悲劇的な人生を歩む2人は、激動の世の犠牲者的な存在であり、国の1番の功労者でありながら報われることはありません(PTSDの発症や傷痍軍人への冷遇処置)。
しかし、もっと根本的な問題として、何小萍の出自による深刻な諦念意識や内向的な性格、劉峰の自己犠牲的で奉仕主義な性格が転落人生を誘発しているように思えました。
「文工団」は憧れの職業であり、エリート集団でもあるため、アウェイ感漂う何小萍はなにかといじめの対象になり、徐々に心を閉ざしてしまいます。
劉峰は、自分を何でも犠牲にするので自ら「使い捨て」として生きてしまいます。つい自分より他人を優先してしまう。そして、その無理が後々に大問題に…
僕はそんな彼らの性格がだんだん嫌になってしまい、どんどん転落人生を選ぶ(不可抗力もありますが)姿がもどかしくて…
でも、ふと思いました。
彼らは彼らなりに精一杯、この世界に歩み寄ろうとしたけど…ダメだったのだ、出来なかったのだと😢
激動の世を生きるには、
彼らは、生真面目で不器用で純粋すぎたのかもしれない。
もし…
彼らが党幹部の子息だったら?
彼らの家が大金持ちだったら?
彼らがもう少し融通が利けば?
結果は違ったかもしれない。
そして、彼らが違う時代に生まれていたら?
そう思ったら、何小萍と劉峰の姿が非常に不憫で、無性に悔しかった😢
〈歴史を風化させない〉
苦手な"泣かせる"演出を除けば、自分が知らない悲劇の歴史をメロドラマとして身近に伝えてくれる良作と言えます。

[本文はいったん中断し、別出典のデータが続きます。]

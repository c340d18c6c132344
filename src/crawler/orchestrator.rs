//! Crawl orchestrator - drives discovery, fetch, extract and persist
//!
//! The orchestrator owns the progress set for the duration of a run. Each
//! discovered link walks the [`LinkState`] machine once:
//! - already in the progress set: skipped
//! - fetched and extracted: records committed, then the link is marked done
//! - transient failure: logged, left for the next run
//! - login redirect: the run stops, nothing is marked for that link

use crate::config::Config;
use crate::crawler::discovery::LinkDiscovery;
use crate::crawler::extractor::EntityExtractor;
use crate::crawler::fetcher::{
    DetailUrlTemplate, EntityFetcher, FetchError, FetchOutcome, LoginGate,
};
use crate::crawler::record::LinkId;
use crate::crawler::transport::{HttpTransport, PageTransport};
use crate::state::{LinkState, RunStatus};
use crate::storage::{CrawlStore, ProgressSet};
use crate::{HarvestError, Result};
use std::collections::BTreeSet;
use std::sync::atomic::{AtomicBool, Ordering};
use std::sync::Arc;
use std::time::{Duration, Instant};
use url::Url;

/// A link whose fetch failed transiently during the run
#[derive(Debug)]
pub struct FailedLink {
    pub link: LinkId,
    pub cause: FetchError,
}

/// Summary of one crawl run
#[derive(Debug)]
pub struct RunReport {
    pub status: RunStatus,
    /// Links found on the listing page, duplicates included
    pub discovered: usize,
    pub skipped: usize,
    pub persisted: usize,
    pub failed: Vec<FailedLink>,
    pub records_written: usize,
    /// Distinct discovered links still missing from the progress set
    pub remaining: usize,
    pub elapsed: Duration,
}

impl RunReport {
    /// True if every discovered link ended up skipped or persisted
    pub fn is_clean(&self) -> bool {
        self.status.is_completed() && self.failed.is_empty()
    }
}

/// What discovery found, compared against the persisted progress
#[derive(Debug, Clone, PartialEq, Eq)]
pub struct CrawlPlan {
    pub discovered: usize,
    /// Distinct links already in the progress set
    pub done: usize,
    /// Distinct links that a run would fetch
    pub pending: usize,
}

enum LinkOutcome {
    Skipped,
    Persisted { records: usize },
    Failed(FetchError),
    Aborted { target: String },
}

impl LinkOutcome {
    fn state(&self) -> LinkState {
        match self {
            Self::Skipped => LinkState::Skipped,
            Self::Persisted { .. } => LinkState::Persisted,
            Self::Failed(_) => LinkState::Failed,
            Self::Aborted { .. } => LinkState::Aborted,
        }
    }
}

/// Runs a crawl against one listing page
pub struct Orchestrator<T, S> {
    listing_url: Url,
    fetcher: EntityFetcher<T>,
    discovery: LinkDiscovery,
    extractor: EntityExtractor,
    store: S,
    shutdown: Arc<AtomicBool>,
}

impl<S: CrawlStore> Orchestrator<HttpTransport, S> {
    /// Creates an orchestrator that fetches over HTTP
    pub fn from_config(config: &Config, store: S) -> Result<Self> {
        let transport = HttpTransport::new(&config.session)?;
        Self::new(config, transport, store)
    }
}

impl<T: PageTransport, S: CrawlStore> Orchestrator<T, S> {
    /// Creates an orchestrator over the given transport and store
    ///
    /// # Arguments
    ///
    /// * `config` - Validated crawl configuration
    /// * `transport` - Navigation capability used for every page
    /// * `store` - Durable progress and record storage
    pub fn new(config: &Config, transport: T, store: S) -> Result<Self> {
        let listing_url = Url::parse(&config.target.listing_url)?;
        let fetcher = EntityFetcher::new(
            transport,
            LoginGate::from_config(&config.session),
            DetailUrlTemplate::new(listing_url.clone(), config.target.detail_path.clone()),
            Duration::from_secs(config.session.timeout_secs),
        );

        Ok(Self {
            listing_url,
            fetcher,
            discovery: LinkDiscovery::new(&config.target)?,
            extractor: EntityExtractor::new(&config.extractor)?,
            store,
            shutdown: Arc::new(AtomicBool::new(false)),
        })
    }

    /// Replaces the shutdown flag checked between links
    pub fn with_shutdown(mut self, shutdown: Arc<AtomicBool>) -> Self {
        self.shutdown = shutdown;
        self
    }

    /// Flag that, once set, stops the run before the next link
    pub fn shutdown_handle(&self) -> Arc<AtomicBool> {
        Arc::clone(&self.shutdown)
    }

    pub fn store(&self) -> &S {
        &self.store
    }

    pub fn into_store(self) -> S {
        self.store
    }

    /// Loads the listing page and returns its links in row order
    ///
    /// Any failure here, including a login redirect or a listing without
    /// links, is a discovery error: there is nothing to iterate.
    pub async fn discover(&self) -> Result<Vec<LinkId>> {
        let discovery_error = |reason: String| HarvestError::Discovery {
            url: self.listing_url.to_string(),
            reason,
        };

        let page = match self.fetcher.fetch_url(&self.listing_url).await {
            FetchOutcome::Success(page) => page,
            FetchOutcome::FatalRedirect(target) => {
                return Err(discovery_error(format!(
                    "listing page redirected to login page {}",
                    target
                )))
            }
            FetchOutcome::TransientError(cause) => return Err(discovery_error(cause.to_string())),
        };

        let links = self.discovery.discover(&page);
        if links.is_empty() {
            return Err(discovery_error("no links found on listing page".to_string()));
        }

        Ok(links)
    }

    /// Runs discovery only and compares the result against stored progress
    pub async fn plan(&self) -> Result<CrawlPlan> {
        let links = self.discover().await?;
        let progress = self.store.load_progress()?;
        let unique: BTreeSet<&LinkId> = links.iter().collect();
        let done = unique.iter().filter(|link| progress.contains(link)).count();

        Ok(CrawlPlan {
            discovered: links.len(),
            done,
            pending: unique.len() - done,
        })
    }

    /// Runs the crawl to completion, abort or interruption
    ///
    /// Per-link failures never surface as errors; only discovery and storage
    /// failures do.
    pub async fn run(&mut self) -> Result<RunReport> {
        let start_time = Instant::now();
        tracing::info!("Discovering links from {}", self.listing_url);

        let links = self.discover().await?;
        let mut progress = self.store.load_progress()?;
        let total = links.len();
        tracing::info!(
            "Discovered {} links, {} already in progress set",
            total,
            links.iter().filter(|link| progress.contains(link)).count()
        );

        let mut report = RunReport {
            status: RunStatus::Completed,
            discovered: total,
            skipped: 0,
            persisted: 0,
            failed: Vec::new(),
            records_written: 0,
            remaining: 0,
            elapsed: Duration::ZERO,
        };

        let mut done = 0;
        let mut errored = 0;

        for (index, link) in links.iter().enumerate() {
            if self.shutdown.load(Ordering::SeqCst) {
                tracing::warn!("Shutdown requested, stopping before link {}", link);
                report.status = RunStatus::Interrupted;
                break;
            }

            tracing::info!("[{}/{}] Processing link {}", index + 1, total, link);

            let outcome = self.process_link(link, &mut progress).await?;
            let state = outcome.state();
            tracing::debug!("Link {} finished as {}", link, state);
            if state.is_done() {
                done += 1;
            } else if state.is_error() {
                errored += 1;
            }

            match outcome {
                LinkOutcome::Skipped => {
                    tracing::debug!("Link {} already processed, skipping", link);
                    report.skipped += 1;
                }
                LinkOutcome::Persisted { records } => {
                    tracing::info!("Link {}: {} records persisted", link, records);
                    report.persisted += 1;
                    report.records_written += records;
                }
                LinkOutcome::Failed(cause) => {
                    tracing::warn!("Link {} failed, will retry next run: {}", link, cause);
                    report.failed.push(FailedLink {
                        link: link.clone(),
                        cause,
                    });
                }
                LinkOutcome::Aborted { target } => {
                    tracing::error!("Link {} redirected to login page {}, aborting", link, target);
                    report.status = RunStatus::Aborted {
                        link: link.clone(),
                        target,
                    };
                    break;
                }
            }

            let visited = index + 1;
            if visited % 10 == 0 {
                let elapsed = start_time.elapsed();
                let rate = visited as f64 / elapsed.as_secs_f64();
                tracing::info!(
                    "Progress: {}/{} links visited, {} done, {} failed, {:.2} links/sec",
                    visited,
                    total,
                    done,
                    errored,
                    rate
                );
            }
        }

        report.remaining = remaining(&links, &progress);
        report.elapsed = start_time.elapsed();

        tracing::info!(
            "Crawl {}: {} persisted, {} skipped, {} failed, {} records, {} remaining in {:?}",
            report.status,
            report.persisted,
            report.skipped,
            report.failed.len(),
            report.records_written,
            report.remaining,
            report.elapsed
        );

        Ok(report)
    }

    /// Walks one link through the state machine
    ///
    /// Records are committed before the link enters the progress set.
    async fn process_link(
        &mut self,
        link: &LinkId,
        progress: &mut ProgressSet,
    ) -> Result<LinkOutcome> {
        let state = LinkState::Pending;

        if progress.contains(link) {
            state.advance(LinkState::Skipped)?;
            return Ok(LinkOutcome::Skipped);
        }

        let state = state.advance(LinkState::Fetching)?;
        let page = match self.fetcher.fetch(link).await {
            FetchOutcome::Success(page) => page,
            FetchOutcome::FatalRedirect(target) => {
                state.advance(LinkState::Aborted)?;
                return Ok(LinkOutcome::Aborted { target });
            }
            FetchOutcome::TransientError(cause) => {
                state.advance(LinkState::Failed)?;
                return Ok(LinkOutcome::Failed(cause));
            }
        };

        let state = state.advance(LinkState::Extracting)?;
        let records = self.extractor.extract(&page);

        self.store.commit(link, &records)?;
        progress.insert(link.clone());
        state.advance(LinkState::Persisted)?;

        Ok(LinkOutcome::Persisted {
            records: records.len(),
        })
    }
}

fn remaining(links: &[LinkId], progress: &ProgressSet) -> usize {
    links
        .iter()
        .filter(|link| !progress.contains(link))
        .collect::<BTreeSet<_>>()
        .len()
}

中国の歴史を少しでも予習しておいた方が、物語を理解しやすいですよ😉
監督のフォン・ シャオガン(馮小剛)と、原作・脚本のゲリン・ヤン(厳歌苓)は共に「文工団」出身。
馮小剛は20歳の時に入団、美術を担当。厳歌苓は12歳の時に入団、バレエを踊っていました。
「文工団での生活は何年経っても忘れることはなく、多くのことを記憶から忘れ去っても、この時代のことは私の心に永遠に刻み込まれています。過去の困難な日々を思い出しながら、それは色鮮やかな経験として蘇る。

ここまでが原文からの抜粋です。